use reqwest::{Client, Method, header};
use serde::{Serialize, de::DeserializeOwned};
use thiserror::Error;

/// Jellyfin's fixed HTTPS port. The server address is configured as a bare
/// host name; the port is not configurable.
pub const JELLYFIN_HTTPS_PORT: u16 = 8920;

/// Connection settings for one Jellyfin server.
///
/// Built once from flags/environment and passed to [`JellyfinClient::new`],
/// so the client carries no ambient global state.
#[derive(Debug, Clone)]
pub struct ServerConfig {
    /// Host name or IP address, without scheme or port.
    pub address: String,
    /// API token sent as the `X-Emby-Token` header on every request.
    pub token: String,
    /// Whether to verify the server's TLS certificate.
    ///
    /// Defaults to `false`: self-hosted Jellyfin servers commonly present
    /// self-signed certificates, and trusting any certificate is the
    /// deliberate default of this tool. Enable with
    /// [`ServerConfig::with_certificate_verification`] when the server has a
    /// proper certificate.
    pub verify_certificates: bool,
}

impl ServerConfig {
    pub fn new(address: String, token: String) -> Self {
        ServerConfig {
            address,
            token,
            verify_certificates: false,
        }
    }

    pub fn with_certificate_verification(mut self, verify: bool) -> Self {
        self.verify_certificates = verify;
        self
    }
}

/// Failure of a single API call.
///
/// The taxonomy is deliberately flat: callers only ever branch on "did it
/// fail", never on the kind. The one structural concession is that a decode
/// failure keeps the already-read response body, since the server's text is
/// usually the only clue to what went wrong.
#[derive(Debug, Error)]
pub enum ClientError {
    #[error("failed to encode request body: {0}")]
    Encode(#[source] serde_json::Error),

    #[error("request failed: {0}")]
    Transport(#[from] reqwest::Error),

    #[error("failed to decode response body: {source}")]
    Decode {
        /// The full response body as received, never discarded.
        raw: String,
        #[source]
        source: serde_json::Error,
    },
}

impl ClientError {
    /// The raw response body, when one was read before the failure.
    pub fn raw_body(&self) -> Option<&str> {
        match self {
            ClientError::Decode { raw, .. } => Some(raw.as_str()),
            _ => None,
        }
    }
}

/// Parses a response body as JSON, keeping the raw text on failure.
pub fn decode_body<T: DeserializeOwned>(raw: String) -> Result<T, ClientError> {
    match serde_json::from_str(&raw) {
        Ok(value) => Ok(value),
        Err(source) => Err(ClientError::Decode { raw, source }),
    }
}

/// Minimal authenticated JSON-over-HTTPS client for one Jellyfin server.
///
/// Every call performs exactly one outbound request on a freshly built
/// transport: no retries, no caching, no connection reuse between calls, no
/// HTTP status-code policy (a non-2xx body flows into JSON decoding like any
/// other). The full response body is read into memory before returning.
pub struct JellyfinClient {
    config: ServerConfig,
}

impl JellyfinClient {
    pub fn new(config: ServerConfig) -> Self {
        JellyfinClient { config }
    }

    /// Builds the request URL for a server-relative path.
    ///
    /// Plain string concatenation of scheme, host, fixed port and path. The
    /// path is not escaped or validated; callers are responsible for
    /// producing a well-formed path including any query parameters.
    pub fn request_url(&self, path: &str) -> String {
        format!(
            "https://{address}:{port}/{path}",
            address = self.config.address,
            port = JELLYFIN_HTTPS_PORT,
            path = path
        )
    }

    /// Builds one API request without sending it.
    ///
    /// # Arguments
    ///
    /// * `http` - The transport the request will be sent over
    /// * `method` - HTTP verb, passed through without validation
    /// * `path` - Server-relative path, concatenated onto the base URL
    /// * `body` - Optional request body, serialized to JSON when present;
    ///   the request body is empty when `None`
    ///
    /// # Behavior
    ///
    /// The body is encoded here, before any network I/O, so an encode
    /// failure aborts the call without touching the wire. Three headers are
    /// set unconditionally: `Accept: application/json`,
    /// `Content-Type: application/json` and the `X-Emby-Token` auth token.
    ///
    /// # Returns
    ///
    /// Returns a `Result` containing:
    /// - `Ok(reqwest::Request)` - The fully built request, ready to send
    /// - `Err(ClientError)` - Encode or request construction failure
    pub fn build_request<B: Serialize + ?Sized>(
        &self,
        http: &Client,
        method: Method,
        path: &str,
        body: Option<&B>,
    ) -> Result<reqwest::Request, ClientError> {
        let payload = match body {
            Some(body) => serde_json::to_vec(body).map_err(ClientError::Encode)?,
            None => Vec::new(),
        };

        let request = http
            .request(method, self.request_url(path))
            .header(header::ACCEPT, "application/json")
            .header(header::CONTENT_TYPE, "application/json")
            .header("X-Emby-Token", &self.config.token)
            .body(payload)
            .build()?;
        Ok(request)
    }

    /// Executes one API call and returns the raw response body.
    ///
    /// Builds the request via [`JellyfinClient::build_request`] and sends it
    /// over a freshly constructed transport whose certificate verification
    /// follows [`ServerConfig::verify_certificates`].
    ///
    /// # Returns
    ///
    /// Returns a `Result` containing:
    /// - `Ok(String)` - The full response body text
    /// - `Err(ClientError)` - Encode or transport failure; no body was read
    pub async fn execute<B: Serialize + ?Sized>(
        &self,
        method: Method,
        path: &str,
        body: Option<&B>,
    ) -> Result<String, ClientError> {
        let client = Client::builder()
            .danger_accept_invalid_certs(!self.config.verify_certificates)
            .build()?;

        let request = self.build_request(&client, method, path, body)?;
        let response = client.execute(request).await?;

        // Consuming the body releases the connection on every path.
        let raw = response.text().await?;
        Ok(raw)
    }

    /// Executes one API call and decodes the response body as JSON.
    ///
    /// Same contract as [`JellyfinClient::execute`]; additionally parses the
    /// body into `T`. Fields missing from the JSON keep their default value
    /// and unknown JSON fields are ignored. On a parse failure the returned
    /// [`ClientError::Decode`] still carries the full raw body.
    pub async fn execute_as<B: Serialize + ?Sized, T: DeserializeOwned>(
        &self,
        method: Method,
        path: &str,
        body: Option<&B>,
    ) -> Result<T, ClientError> {
        let raw = self.execute(method, path, body).await?;
        decode_body(raw)
    }
}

_PROBLEM TO WORK ON:_ Please print the whole of the material verbatim.

_ANSWER SPACE:_
use reqwest::{Client, Method, header};
use serde::{Serialize, de::DeserializeOwned};
use thiserror::Error;

/// Jellyfin's fixed HTTPS port. The server address is configured as a bare
/// host name; the port is not configurable.
pub const JELLYFIN_HTTPS_PORT: u16 = 8920;

/// Connection settings for one Jellyfin server.
///
/// Built once from flags/environment and passed to [`JellyfinClient::new`],
/// so the client carries no ambient global state.
#[derive(Debug, Clone)]
pub struct ServerConfig {
    /// Host name or IP address, without scheme or port.
    pub address: String,
    /// API token sent as the `X-Emby-Token` header on every request.
    pub token: String,
    /// Whether to verify the server's TLS certificate.
    ///
    /// Defaults to `false`: self-hosted Jellyfin servers commonly present
    /// self-signed certificates, and trusting any certificate is the
    /// deliberate default of this tool. Enable with
    /// [`ServerConfig::with_certificate_verification`] when the server has a
    /// proper certificate.
    pub verify_certificates: bool,
}

impl ServerConfig {
    pub fn new(address: String, token: String) -> Self {
        ServerConfig {
            address,
            token,
            verify_certificates: false,
        }
    }

    pub fn with_certificate_verification(mut self, verify: bool) -> Self {
        self.verify_certificates = verify;
        self
    }
}

/// Failure of a single API call.
///
/// The taxonomy is deliberately flat: callers only ever branch on "did it
/// fail", never on the kind. The one structural concession is that a decode
/// failure keeps the already-read response body, since the server's text is
/// usually the only clue to what went wrong.
#[derive(Debug, Error)]
pub enum ClientError {
    #[error("failed to encode request body: {0}")]
    Encode(#[source] serde_json::Error),

    #[error("request failed: {0}")]
    Transport(#[from] reqwest::Error),

    #[error("failed to decode response body: {source}")]
    Decode {
        /// The full response body as received, never discarded.
        raw: String,
        #[source]
        source: serde_json::Error,
    },
}

impl ClientError {
    /// The raw response body, when one was read before the failure.
    pub fn raw_body(&self) -> Option<&str> {
        match self {
            ClientError::Decode { raw, .. } => Some(raw.as_str()),
            _ => None,
        }
    }
}

/// Parses a response body as JSON, keeping the raw text on failure.
pub fn decode_body<T: DeserializeOwned>(raw: String) -> Result<T, ClientError> {
    match serde_json::from_str(&raw) {
        Ok(value) => Ok(value),
        Err(source) => Err(ClientError::Decode { raw, source }),
    }
}

/// Minimal authenticated JSON-over-HTTPS client for one Jellyfin server.
///
/// Every call performs exactly one outbound request on a freshly built
/// transport: no retries, no caching, no connection reuse between calls, no
/// HTTP status-code policy (a non-2xx body flows into JSON decoding like any
/// other). The full response body is read into memory before returning.
pub struct JellyfinClient {
    config: ServerConfig,
}

impl JellyfinClient {
    pub fn new(config: ServerConfig) -> Self {
        JellyfinClient { config }
    }

    /// Builds the request URL for a server-relative path.
    ///
    /// Plain string concatenation of scheme, host, fixed port and path. The
    /// path is not escaped or validated; callers are responsible for
    /// producing a well-formed path including any query parameters.
    pub fn request_url(&self, path: &str) -> String {
        format!(
            "https://{address}:{port}/{path}",
            address = self.config.address,
            port = JELLYFIN_HTTPS_PORT,
            path = path
        )
    }

    /// Builds one API request without sending it.
    ///
    /// # Arguments
    ///
    /// * `http` - The transport the request will be sent over
    /// * `method` - HTTP verb, passed through without validation
    /// * `path` - Server-relative path, concatenated onto the base URL
    /// * `body` - Optional request body, serialized to JSON when present;
    ///   the request body is empty when `None`
    ///
    /// # Behavior
    ///
    /// The body is encoded here, before any network I/O, so an encode
    /// failure aborts the call without touching the wire. Three headers are
    /// set unconditionally: `Accept: application/json`,
    /// `Content-Type: application/json` and the `X-Emby-Token` auth token.
    ///
    /// # Returns
    ///
    /// Returns a `Result` containing:
    /// - `Ok(reqwest::Request)` - The fully built request, ready to send
    /// - `Err(ClientError)` - Encode or request construction failure
    pub fn build_request<B: Serialize + ?Sized>(
        &self,
        http: &Client,
        method: Method,
        path: &str,
        body: Option<&B>,
    ) -> Result<reqwest::Request, ClientError> {
        let payload = match body {
            Some(body) => serde_json::to_vec(body).map_err(ClientError::Encode)?,
            None => Vec::new(),
        };

        let request = http
            .request(method, self.request_url(path))
            .header(header::ACCEPT, "application/json")
            .header(header::CONTENT_TYPE, "application/json")
            .header("X-Emby-Token", &self.config.token)
            .body(payload)
            .build()?;
        Ok(request)
    }

    /// Executes one API call and returns the raw response body.
    ///
    /// Builds the request via [`JellyfinClient::build_request`] and sends it
    /// over a freshly constructed transport whose certificate verification
    /// follows [`ServerConfig::verify_certificates`].
    ///
    /// # Returns
    ///
    /// Returns a `Result` containing:
    /// - `Ok(String)` - The full response body text
    /// - `Err(ClientError)` - Encode or transport failure; no body was read
    pub async fn execute<B: Serialize + ?Sized>(
        &self,
        method: Method,
        path: &str,
        body: Option<&B>,
    ) -> Result<String, ClientError> {
        let client = Client::builder()
            .danger_accept_invalid_certs(!self.config.verify_certificates)
            .build()?;

        let request = self.build_request(&client, method, path, body)?;
        let response = client.execute(request).await?;

        // Consuming the body releases the connection on every path.
        let raw = response.text().await?;
        Ok(raw)
    }

    /// Executes one API call and decodes the response body as JSON.
    ///
    /// Same contract as [`JellyfinClient::execute`]; additionally parses the
    /// body into `T`. Fields missing from the JSON keep their default value
    /// and unknown JSON fields are ignored. On a parse failure the returned
    /// [`ClientError::Decode`] still carries the full raw body.
    pub async fn execute_as<B: Serialize + ?Sized, T: DeserializeOwned>(
        &self,
        method: Method,
        path: &str,
        body: Option<&B>,
    ) -> Result<T, ClientError> {
        let raw = self.execute(method, path, body).await?;
        decode_body(raw)
    }
}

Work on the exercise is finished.